问题
I have a dataframe like this
data = [(("ID1", ['October', 'September', 'August'])), (("ID2", ['August', 'June', 'May'])),
(("ID3", ['October', 'June']))]
df = spark.createDataFrame(data, ["ID", "MonthList"])
df.show(truncate=False)
+---+----------------------------+
|ID |MonthList |
+---+----------------------------+
|ID1|[October, September, August]|
|ID2|[August, June, May] |
|ID3|[October, June] |
+---+----------------------------+
I want to compare every row with a default list, such that if the value is present assign 1 else 0
default_month_list = ['October', 'September', 'August', 'July', 'June', 'May']

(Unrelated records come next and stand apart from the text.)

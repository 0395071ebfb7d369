use bytes::Bytes;
use ethereum_types::{Address, Bloom, BloomInput, H256};
use serde::{Deserialize, Serialize};

use ethrun_rlp::{
    decode::RLPDecode,
    encode::RLPEncode,
    error::RLPDecodeError,
    structs::{Decoder, Encoder},
};

use super::TxType;

pub type Index = u64;

/// Outcome of one executed transaction, as committed to the receipt trie.
#[derive(Clone, Debug, PartialEq, Eq)]
pub struct Receipt {
    pub tx_type: TxType,
    pub succeeded: bool,
    pub cumulative_gas_used: u64,
    pub bloom: Bloom,
    pub logs: Vec<Log>,
}

impl Receipt {
    pub fn new(tx_type: TxType, succeeded: bool, cumulative_gas_used: u64, logs: Vec<Log>) -> Self {
        Self {
            tx_type,
            succeeded,
            cumulative_gas_used,
            bloom: bloom_from_logs(&logs),
            logs,
        }
    }
}

pub fn bloom_from_logs(logs: &[Log]) -> Bloom {
    let mut bloom = Bloom::zero();
    for log in logs {
        bloom.accrue(BloomInput::Raw(log.address.as_ref()));
        for topic in log.topics.iter() {
            bloom.accrue(BloomInput::Raw(topic.as_ref()));
        }
    }
    bloom
}

impl RLPEncode for Receipt {
    /// Typed receipts get the same envelope as typed transactions:
    /// `tx_type || rlp(receipt)`, legacy receipts are the bare list.
    fn encode(&self, buf: &mut dyn bytes::BufMut) {
        if self.tx_type != TxType::Legacy {
            buf.put_u8(self.tx_type as u8);
        }
        Encoder::new(buf)
            .encode_field(&self.succeeded)
            .encode_field(&self.cumulative_gas_used)
            .encode_field(&self.bloom)
            .encode_field(&self.logs)
            .finish();
    }
}

impl RLPDecode for Receipt {
    fn decode_unfinished(rlp: &[u8]) -> Result<(Self, &[u8]), RLPDecodeError> {
        let (tx_type, rlp) = match rlp.first() {
            Some(byte) if *byte < 0x7f => {
                let tx_type =
                    TxType::from_u8(*byte).ok_or(RLPDecodeError::WrongTxType(*byte))?;
                (tx_type, &rlp[1..])
            }
            _ => (TxType::Legacy, rlp),
        };
        let decoder = Decoder::new(rlp)?;
        let (succeeded, decoder) = decoder.decode_field("succeeded")?;
        let (cumulative_gas_used, decoder) = decoder.decode_field("cumulative_gas_used")?;
        let (bloom, decoder) = decoder.decode_field("bloom")?;
        let (logs, decoder) = decoder.decode_field("logs")?;
        let receipt = Receipt {
            tx_type,
            succeeded,
            cumulative_gas_used,
            bloom,
            logs,
        };
        Ok((receipt, decoder.finish()?))
    }
}

/// Data record produced during the execution of a transaction.
#[derive(Clone, Debug, PartialEq, Eq, Serialize, Deserialize)]
pub struct Log {
    pub address: Address,
    pub topics: Vec<H256>,
    pub data: Bytes,
}

impl RLPEncode for Log {
    fn encode(&self, buf: &mut dyn bytes::BufMut) {
        Encoder::new(buf)
            .encode_field(&self.address)
            .encode_field(&self.topics)
            .encode_field(&self.data)
            .finish();
    }
}

impl RLPDecode for Log {
    fn decode_unfinished(rlp: &[u8]) -> Result<(Self, &[u8]), RLPDecodeError> {
        let decoder = Decoder::new(rlp)?;
        let (address, decoder) = decoder.decode_field("address")?;
        let (topics, decoder) = decoder.decode_field("topics")?;
        let (data, decoder) = decoder.decode_field("data")?;
        let log = Log {
            address,
            topics,
            data,
        };
        Ok((log, decoder.finish()?))
    }
}

#[cfg(test)]
mod tests {
    use super::*;

    #[test]
    fn receipt_roundtrip_typed() {
        let log = Log {
            address: Address::repeat_byte(0x11),
            topics: vec![H256::repeat_byte(0x22)],
            data: Bytes::from_static(b"payload"),
        };
        let receipt = Receipt::new(TxType::EIP1559, true, 42_000, vec![log]);
        let encoded = receipt.encode_to_vec();
        assert_eq!(encoded[0], TxType::EIP1559 as u8);
        assert_eq!(Receipt::decode(&encoded).unwrap(), receipt);
    }

    #[test]
    fn bloom_covers_address_and_topics() {
        let log = Log {
            address: Address::repeat_byte(0x11),
            topics: vec![H256::repeat_byte(0x22)],
            data: Bytes::new(),
        };
        let bloom = bloom_from_logs(std::slice::from_ref(&log));
        assert!(bloom.contains_input(BloomInput::Raw(log.address.as_ref())));
        assert!(bloom.contains_input(BloomInput::Raw(log.topics[0].as_ref())));
        assert!(!bloom.contains_input(BloomInput::Raw(b"unrelated")));
    }
}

Hence my expected output is this
+---+----------------------------+------------------+
|ID |MonthList |Binary_MonthList |
+---+----------------------------+------------------+
|ID1|[October, September, August]|[1, 1, 1, 0, 0, 0]|
|ID2|[August, June, May] |[0, 0, 1, 0, 1, 1]|
|ID3|[October, June] |[1, 0, 0, 0, 1, 0]|
+---+----------------------------+------------------+
I am able to do this in python, but don't know how to do this in pyspark
回答1:
You can try to use such a udf
.
from pyspark.sql.functions import udf, col
from pyspark.sql.types import ArrayType, IntegerType
default_month_list = ['October', 'September', 'August', 'July', 'June', 'May']

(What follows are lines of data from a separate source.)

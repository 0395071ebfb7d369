//! Pending-block construction: picks pooled transactions by effective tip
//! under the block gas and blob budgets, executes them against a scratch
//! copy of the head state, and assembles the sealed-payload artifacts
//! (block, receipts, blob sidecar bundle, fee value).

use std::cmp::Ordering;
use std::collections::BinaryHeap;
use std::sync::atomic::{AtomicBool, Ordering as AtomicOrdering};
use std::sync::Arc;
use std::time::Instant;

use bytes::Bytes;
use ethereum_types::{Address, Bloom, H256, U256};
use ethrun_core::chain_spec::ChainSpec;
use ethrun_core::types::{
    bloom_from_logs, calc_excess_blob_gas, compute_receipts_root, compute_transactions_root,
    compute_withdrawals_root, BlobsBundle, Block, BlockBody, BlockHash, BlockHeader, Fork,
    ForkHead, MempoolTransaction, Receipt, Transaction, Withdrawal, DEFAULT_OMMERS_HASH,
    GAS_PER_BLOB, INITIAL_BASE_FEE, MAX_BLOB_GAS_PER_BLOCK,
};
use ethrun_core::types::calculate_base_fee_per_gas;
use ethrun_vm::environment::{Environment, EvmConfig};
use ethrun_vm::errors::VMError;
use ethrun_vm::journal::JournaledState;
use ethrun_vm::VM;
use sha3::{Digest, Keccak256};
use tracing::{debug, info};

use crate::constants::{DEFAULT_BUILDER_GAS_CEIL, MIN_TX_GAS};
use crate::error::ChainError;
use crate::mempool::Mempool;
use crate::store::Store;

pub struct BuildPayloadArgs {
    pub parent: BlockHash,
    pub timestamp: u64,
    pub fee_recipient: Address,
    pub random: H256,
    pub withdrawals: Vec<Withdrawal>,
    pub beacon_root: Option<H256>,
    pub version: u8,
}

impl BuildPayloadArgs {
    /// Computes an 8-byte identifier by hashing the components of the
    /// payload arguments, with the version stamped into the first byte.
    pub fn id(&self) -> u64 {
        let mut hasher = Keccak256::new();
        hasher.update(self.parent);
        hasher.update(self.timestamp.to_be_bytes());
        hasher.update(self.random);
        hasher.update(self.fee_recipient);
        hasher.update(compute_withdrawals_root(&self.withdrawals));
        if let Some(beacon_root) = self.beacon_root {
            hasher.update(beacon_root);
        }
        let mut digest = [0u8; 8];
        digest.copy_from_slice(&hasher.finalize()[..8]);
        digest[0] = self.version;
        u64::from_be_bytes(digest)
    }
}

/// Everything a `getPayload`-shaped consumer wants back.
#[derive(Debug, Clone)]
pub struct PayloadBuildResult {
    pub block: Block,
    pub receipts: Vec<Receipt>,
    pub blobs_bundle: BlobsBundle,
    /// Total tips earned by the fee recipient.
    pub block_value: U256,
}

/// One registered payload build, re-buildable until stopped.
pub struct PayloadBuild {
    pub args: BuildPayloadArgs,
    cancel: AtomicBool,
    best: std::sync::Mutex<Option<PayloadBuildResult>>,
}

impl PayloadBuild {
    pub fn new(args: BuildPayloadArgs) -> Self {
        Self {
            args,
            cancel: AtomicBool::new(false),
            best: std::sync::Mutex::new(None),
        }
    }

    pub fn cancel(&self) {
        self.cancel.store(true, AtomicOrdering::SeqCst);
    }

    pub fn is_cancelled(&self) -> bool {
        self.cancel.load(AtomicOrdering::SeqCst)
    }

    pub fn best(&self) -> Option<PayloadBuildResult> {
        self.best
            .lock()
            .unwrap_or_else(|poisoned| poisoned.into_inner())
            .clone()
    }

    /// Keeps the higher-value result and returns the current best.
    pub fn offer(&self, candidate: PayloadBuildResult) -> PayloadBuildResult {
        let mut best = self
            .best
            .lock()
            .unwrap_or_else(|poisoned| poisoned.into_inner());
        match &*best {
            Some(current) if current.block_value >= candidate.block_value => current.clone(),
            _ => {
                *best = Some(candidate.clone());
                candidate
            }
        }
    }
}

/// Candidate ordering for the fill loop: highest effective tip first,
/// earliest arrival breaking ties.
struct TipOrdered {
    tip: u64,
    tx: MempoolTransaction,
}

impl PartialEq for TipOrdered {
    fn eq(&self, other: &Self) -> bool {
        self.tip == other.tip && self.tx.time() == other.tx.time()
    }
}

impl Eq for TipOrdered {}

impl Ord for TipOrdered {
    fn cmp(&self, other: &Self) -> Ordering {
        self.tip
            .cmp(&other.tip)
            .then_with(|| other.tx.time().cmp(&self.tx.time()))
    }
}

impl PartialOrd for TipOrdered {
    fn partial_cmp(&self, other: &Self) -> Option<Ordering> {
        Some(self.cmp(other))
    }
}

/// Builds the payload once: header from the parent, withdrawals applied,
/// transactions filled by tip until the budgets run out, the cancellation
/// flag fires or the deadline passes.
pub fn build_payload(
    build: &PayloadBuild,
    store: &Store,
    mempool: &Mempool,
    deadline: Option<Instant>,
) -> Result<PayloadBuildResult, ChainError> {
    let args = &build.args;
    if build.is_cancelled() {
        if let Some(best) = build.best() {
            return Ok(best);
        }
    }

    let parent = store
        .get_block_header(args.parent)
        .ok_or(ChainError::ParentNotFound)?;

    let spec = spec_at(store.chain_spec(), parent.number + 1, args.timestamp)?;
    let config = EvmConfig::new(&spec);

    let gas_limit = calc_gas_limit(parent.gas_limit, DEFAULT_BUILDER_GAS_CEIL);
    let base_fee_per_gas = calculate_base_fee_per_gas(
        gas_limit,
        parent.gas_limit,
        parent.gas_used,
        parent.base_fee_per_gas.unwrap_or(INITIAL_BASE_FEE),
    );
    let excess_blob_gas = spec.gte_fork(Fork::Cancun).then(|| {
        calc_excess_blob_gas(
            parent.excess_blob_gas.unwrap_or_default(),
            parent.blob_gas_used.unwrap_or_default(),
        )
    });

    let mut header = BlockHeader {
        parent_hash: args.parent,
        ommers_hash: *DEFAULT_OMMERS_HASH,
        coinbase: args.fee_recipient,
        state_root: parent.state_root,
        transactions_root: compute_transactions_root(&[]),
        receipts_root: compute_receipts_root(&[]),
        logs_bloom: Bloom::zero(),
        difficulty: U256::zero(),
        number: parent.number + 1,
        gas_limit,
        gas_used: 0,
        timestamp: args.timestamp,
        extra_data: Bytes::new(),
        prev_randao: args.random,
        nonce: 0,
        base_fee_per_gas,
        withdrawals_root: spec
            .gte_fork(Fork::Shanghai)
            .then(|| compute_withdrawals_root(&args.withdrawals)),
        blob_gas_used: spec.gte_fork(Fork::Cancun).then_some(0),
        excess_blob_gas,
        parent_beacon_block_root: args.beacon_root,
    };

    // Scratch state over the canonical head; nothing here touches the store.
    let mut state = JournaledState::new(Arc::new(store.clone()));
    apply_withdrawals(&mut state, &args.withdrawals)?;

    let fill = fill_transactions(
        build,
        store,
        mempool,
        &mut state,
        &spec,
        &config,
        &header,
        deadline,
    )?;

    header.gas_used = fill.gas_used;
    header.transactions_root = compute_transactions_root(&fill.transactions);
    header.receipts_root = compute_receipts_root(&fill.receipts);
    header.logs_bloom = fill.bloom;
    if spec.gte_fork(Fork::Cancun) {
        header.blob_gas_used = Some(fill.blob_gas_used);
    }

    let block = Block {
        header,
        body: BlockBody {
            transactions: fill.transactions,
            ommers: Vec::new(),
            withdrawals: spec
                .gte_fork(Fork::Shanghai)
                .then(|| args.withdrawals.clone()),
        },
    };

    info!(
        number = block.header.number,
        txs = block.body.transactions.len(),
        gas_used = block.header.gas_used,
        value = %fill.block_value,
        "payload built"
    );

    Ok(build.offer(PayloadBuildResult {
        block,
        receipts: fill.receipts,
        blobs_bundle: fill.blobs_bundle,
        block_value: fill.block_value,
    }))
}

/// Resolves the fork the pending block runs under.
fn spec_at(spec: &ChainSpec, number: u64, timestamp: u64) -> Result<ChainSpec, ChainError> {
    let mut pending = spec.clone();
    let fork = pending.fork_at(ForkHead {
        block_number: Some(number),
        timestamp: Some(timestamp),
        total_difficulty: None,
    })?;
    pending.set_fork(fork)?;
    Ok(pending)
}

/// Withdrawal amounts arrive in gwei (EIP-4895).
fn apply_withdrawals(
    state: &mut JournaledState,
    withdrawals: &[Withdrawal],
) -> Result<(), ChainError> {
    for withdrawal in withdrawals {
        let wei = U256::from(withdrawal.amount) * U256::from(1_000_000_000u64);
        state
            .increase_balance(withdrawal.address, wei)
            .map_err(ChainError::Evm)?;
    }
    Ok(())
}

struct FillOutcome {
    transactions: Vec<Transaction>,
    receipts: Vec<Receipt>,
    blobs_bundle: BlobsBundle,
    bloom: Bloom,
    gas_used: u64,
    blob_gas_used: u64,
    block_value: U256,
}

#[allow(clippy::too_many_arguments)]
fn fill_transactions(
    build: &PayloadBuild,
    store: &Store,
    mempool: &Mempool,
    state: &mut JournaledState,
    spec: &ChainSpec,
    config: &EvmConfig,
    header: &BlockHeader,
    deadline: Option<Instant>,
) -> Result<FillOutcome, ChainError> {
    let base_fee = header.base_fee_per_gas;
    let mut outcome = FillOutcome {
        transactions: Vec::new(),
        receipts: Vec::new(),
        blobs_bundle: BlobsBundle::default(),
        bloom: Bloom::zero(),
        gas_used: 0,
        blob_gas_used: 0,
        block_value: U256::zero(),
    };

    // Snapshot of the per-sender heads, ordered by effective tip.
    let mut heads: BinaryHeap<TipOrdered> = mempool
        .ready_heads(store)
        .into_iter()
        .filter_map(|tx| {
            tx.effective_gas_tip(base_fee)
                .map(|tip| TipOrdered { tip, tx })
        })
        .collect();

    let mut gas_remaining = header.gas_limit;
    let mut blob_gas_remaining = MAX_BLOB_GAS_PER_BLOCK;
    // Placeholder state ownership while the VM runs; swapped back after.
    let placeholder = Arc::new(ethrun_vm::db::Db::new());

    while let Some(TipOrdered { tip, tx }) = heads.pop() {
        if build.is_cancelled() {
            debug!("payload build cancelled, returning best-so-far");
            break;
        }
        if let Some(deadline) = deadline {
            if Instant::now() >= deadline {
                break;
            }
        }
        if gas_remaining < MIN_TX_GAS {
            break;
        }

        let sender = tx.sender();
        let nonce = tx.nonce();

        // Over-budget heads are skipped for this block but stay pooled; the
        // sender's next transaction cannot run either (nonce gap), so the
        // sender is done for this payload.
        if tx.gas_limit() > gas_remaining {
            continue;
        }
        let blob_gas = tx.blob_versioned_hashes().len() as u64 * GAS_PER_BLOB;
        if blob_gas > blob_gas_remaining {
            continue;
        }

        // A transaction whose type/fields are not valid under the pending
        // block's fork is deferred, not evicted: it may become valid after
        // a fork switch.
        if tx.transaction().validate(spec).is_err() {
            continue;
        }

        let Some(gas_price) = tx.effective_gas_price(base_fee) else {
            continue;
        };

        let env = Environment {
            origin: sender,
            gas_limit: tx.gas_limit(),
            config: config.clone(),
            block_number: header.number.into(),
            coinbase: header.coinbase,
            timestamp: header.timestamp.into(),
            prev_randao: Some(header.prev_randao),
            difficulty: header.difficulty,
            chain_id: spec.chain_id().into(),
            base_fee_per_gas: base_fee.unwrap_or_default().into(),
            gas_price: gas_price.into(),
            block_gas_limit: header.gas_limit,
            block_excess_blob_gas: header.excess_blob_gas.map(Into::into),
            tx_blob_hashes: tx.blob_versioned_hashes().to_vec(),
            tx_max_priority_fee_per_gas: tx.max_priority_fee().map(Into::into),
            tx_max_fee_per_gas: tx.max_fee_per_gas().map(Into::into),
            tx_max_fee_per_blob_gas: tx.max_fee_per_blob_gas(),
            tx_nonce: nonce,
            refunded_gas: 0,
        };

        let scratch = std::mem::replace(state, JournaledState::new(placeholder.clone()));
        let mut vm = VM::new(
            tx.to(),
            env,
            tx.value(),
            tx.data().clone(),
            scratch,
            tx.access_list().to_vec(),
        );
        let execution = vm.transact();
        *state = vm.into_state();

        match execution {
            Ok(report) => {
                outcome.gas_used += report.gas_used;
                gas_remaining -= report.gas_used.min(gas_remaining);
                outcome.block_value += U256::from(tip) * U256::from(report.gas_used);

                if !tx.blob_versioned_hashes().is_empty() {
                    blob_gas_remaining -= blob_gas;
                    outcome.blob_gas_used += blob_gas;
                    if let Some(bundle) = mempool.get_blobs_bundle(&tx.compute_hash()) {
                        outcome.blobs_bundle.extend(&bundle);
                    }
                }

                let receipt = Receipt::new(
                    tx.tx_type(),
                    report.is_success(),
                    outcome.gas_used,
                    if report.is_success() {
                        report.logs.clone()
                    } else {
                        Vec::new()
                    },
                );
                outcome.bloom.accrue_bloom(&bloom_from_logs(&receipt.logs));
                outcome.receipts.push(receipt);
                outcome.transactions.push(tx.transaction().clone());

                // The sender's next nonce becomes the new head.
                if let Some(next) = mempool.next_for_sender(&sender, nonce) {
                    if let Some(tip) = next.effective_gas_tip(base_fee) {
                        heads.push(TipOrdered { tip, tx: next });
                    }
                }
            }
            Err(VMError::TxValidation(reason)) => {
                // Unexecutable against this state: drop it from the pool.
                debug!(?reason, sender = ?sender, nonce, "dropping pool transaction");
                mempool.remove_transaction(&tx.compute_hash());
            }
            Err(error) => return Err(ChainError::Evm(error)),
        }
    }

    Ok(outcome)
}

fn calc_gas_limit(parent_gas_limit: u64, desired_limit: u64) -> u64 {
    let delta = parent_gas_limit / ethrun_core::types::GAS_LIMIT_ADJUSTMENT_FACTOR - 1;
    let desired_limit = desired_limit.max(ethrun_core::types::GAS_LIMIT_MINIMUM);
    let mut limit = parent_gas_limit;
    if limit < desired_limit {
        limit = parent_gas_limit + delta;
        if limit > desired_limit {
            limit = desired_limit;
        }
        return limit;
    }
    if limit > desired_limit {
        limit = parent_gas_limit - delta;
        if limit < desired_limit {
            limit = desired_limit;
        }
    }
    limit
}

/// Total fees a sealed payload pays its recipient, recomputed from receipts.
pub fn payload_block_value(block: &Block, receipts: &[Receipt]) -> Option<U256> {
    let mut total_fee = U256::zero();
    let mut last_cumulative_gas = 0u64;
    for (tx, receipt) in block.body.transactions.iter().zip(receipts) {
        let tip = tx.effective_gas_tip(block.header.base_fee_per_gas)?;
        total_fee += U256::from(tip) * U256::from(receipt.cumulative_gas_used - last_cumulative_gas);
        last_cumulative_gas = receipt.cumulative_gas_used;
    }
    Some(total_fee)
}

def_month_list_func = udf(lambda x: [1 if i in x else 0 for i in default_month_list], ArrayType(IntegerType()))
df = df.withColumn("Binary_MonthList", def_month_list_func(col("MonthList")))
df.show()
# output
+---+--------------------+------------------+
| ID| MonthList| Binary_MonthList|
+---+--------------------+------------------+
|ID1|[October, Septemb...|[1, 1, 1, 0, 0, 0]|
|ID2| [August, June, May]|[0, 0, 1, 0, 1, 1]|
|ID3| [October, June]|[1, 0, 0, 0, 1, 0]|
+---+--------------------+------------------+
回答2:
How about using array_contains():
from pyspark.sql.functions import array, array_contains
df.withColumn('Binary_MonthList', array([array_contains('MonthList', c).astype('int') for c in default_month_list])).show()

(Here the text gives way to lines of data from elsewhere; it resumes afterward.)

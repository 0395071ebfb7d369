//! Process-wide crypto backends that need explicit setup before use.
//!
//! The KZG trusted setup is large and loaded from disk, so it is installed
//! once by the embedder; constructing or validating anything that needs
//! EIP-4844 proofs before that fails with [`CryptoError::NotInitialized`].

use std::path::Path;
use std::sync::OnceLock;

use c_kzg::KzgSettings;
use thiserror::Error;

static KZG_SETTINGS: OnceLock<KzgSettings> = OnceLock::new();

#[derive(Debug, Error)]
pub enum CryptoError {
    #[error("crypto backend not initialized")]
    NotInitialized,
    #[error("crypto backend already initialized")]
    AlreadyInitialized,
    #[error("failed to load KZG trusted setup: {0}")]
    TrustedSetup(String),
    #[error("KZG proof verification failed: {0}")]
    KzgVerification(String),
}

/// Loads the EIP-4844 trusted setup from a `trusted_setup.txt` file.
/// One-shot: a second call fails with `AlreadyInitialized`.
pub fn init_kzg(trusted_setup_path: &Path) -> Result<(), CryptoError> {
    let settings = KzgSettings::load_trusted_setup_file(trusted_setup_path)
        .map_err(|err| CryptoError::TrustedSetup(err.to_string()))?;
    KZG_SETTINGS
        .set(settings)
        .map_err(|_| CryptoError::AlreadyInitialized)
}

pub fn kzg_initialized() -> bool {
    KZG_SETTINGS.get().is_some()
}

pub fn kzg_settings() -> Result<&'static KzgSettings, CryptoError> {
    KZG_SETTINGS.get().ok_or(CryptoError::NotInitialized)
}

/// Batch-verifies blob KZG proofs against their commitments.
pub fn verify_blob_kzg_proof_batch(
    blobs: &[c_kzg::Blob],
    commitments: &[c_kzg::Bytes48],
    proofs: &[c_kzg::Bytes48],
) -> Result<bool, CryptoError> {
    c_kzg::KzgProof::verify_blob_kzg_proof_batch(blobs, commitments, proofs, kzg_settings()?)
        .map_err(|err| CryptoError::KzgVerification(err.to_string()))
}

/// Verifies a single point-evaluation proof (the 0x0a precompile backend).
pub fn verify_kzg_proof(
    commitment: &c_kzg::Bytes48,
    z: &c_kzg::Bytes32,
    y: &c_kzg::Bytes32,
    proof: &c_kzg::Bytes48,
) -> Result<bool, CryptoError> {
    c_kzg::KzgProof::verify_kzg_proof(commitment, z, y, proof, kzg_settings()?)
        .map_err(|err| CryptoError::KzgVerification(err.to_string()))
}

+---+--------------------+------------------+
| ID| MonthList| Binary_MonthList|
+---+--------------------+------------------+
|ID1|[October, Septemb...|[1, 1, 1, 0, 0, 0]|
|ID2| [August, June, May]|[0, 0, 1, 0, 1, 1]|
|ID3| [October, June]|[1, 0, 0, 0, 1, 0]|
+---+--------------------+------------------+
回答3:
pissall answer is completely fine. I'm just posting a more general solution that works without an udf and doesn't require you to be aware of possible values.
A CountVectorizer does exactly that what you want. This algorithm adds all distinct values to his dictionary as long as they fullfil certain criteria (e.g. minimum or maximum occurence). You can apply this model on a dataframe and it will return one-hot encoded a sparse vector column (which can be converted to a dense vector column) which represents the items of the given input column.
from pyspark.ml.feature import CountVectorizer
data = [(("ID1", ['October', 'September', 'August']))
, (("ID2", ['August', 'June', 'May', 'August']))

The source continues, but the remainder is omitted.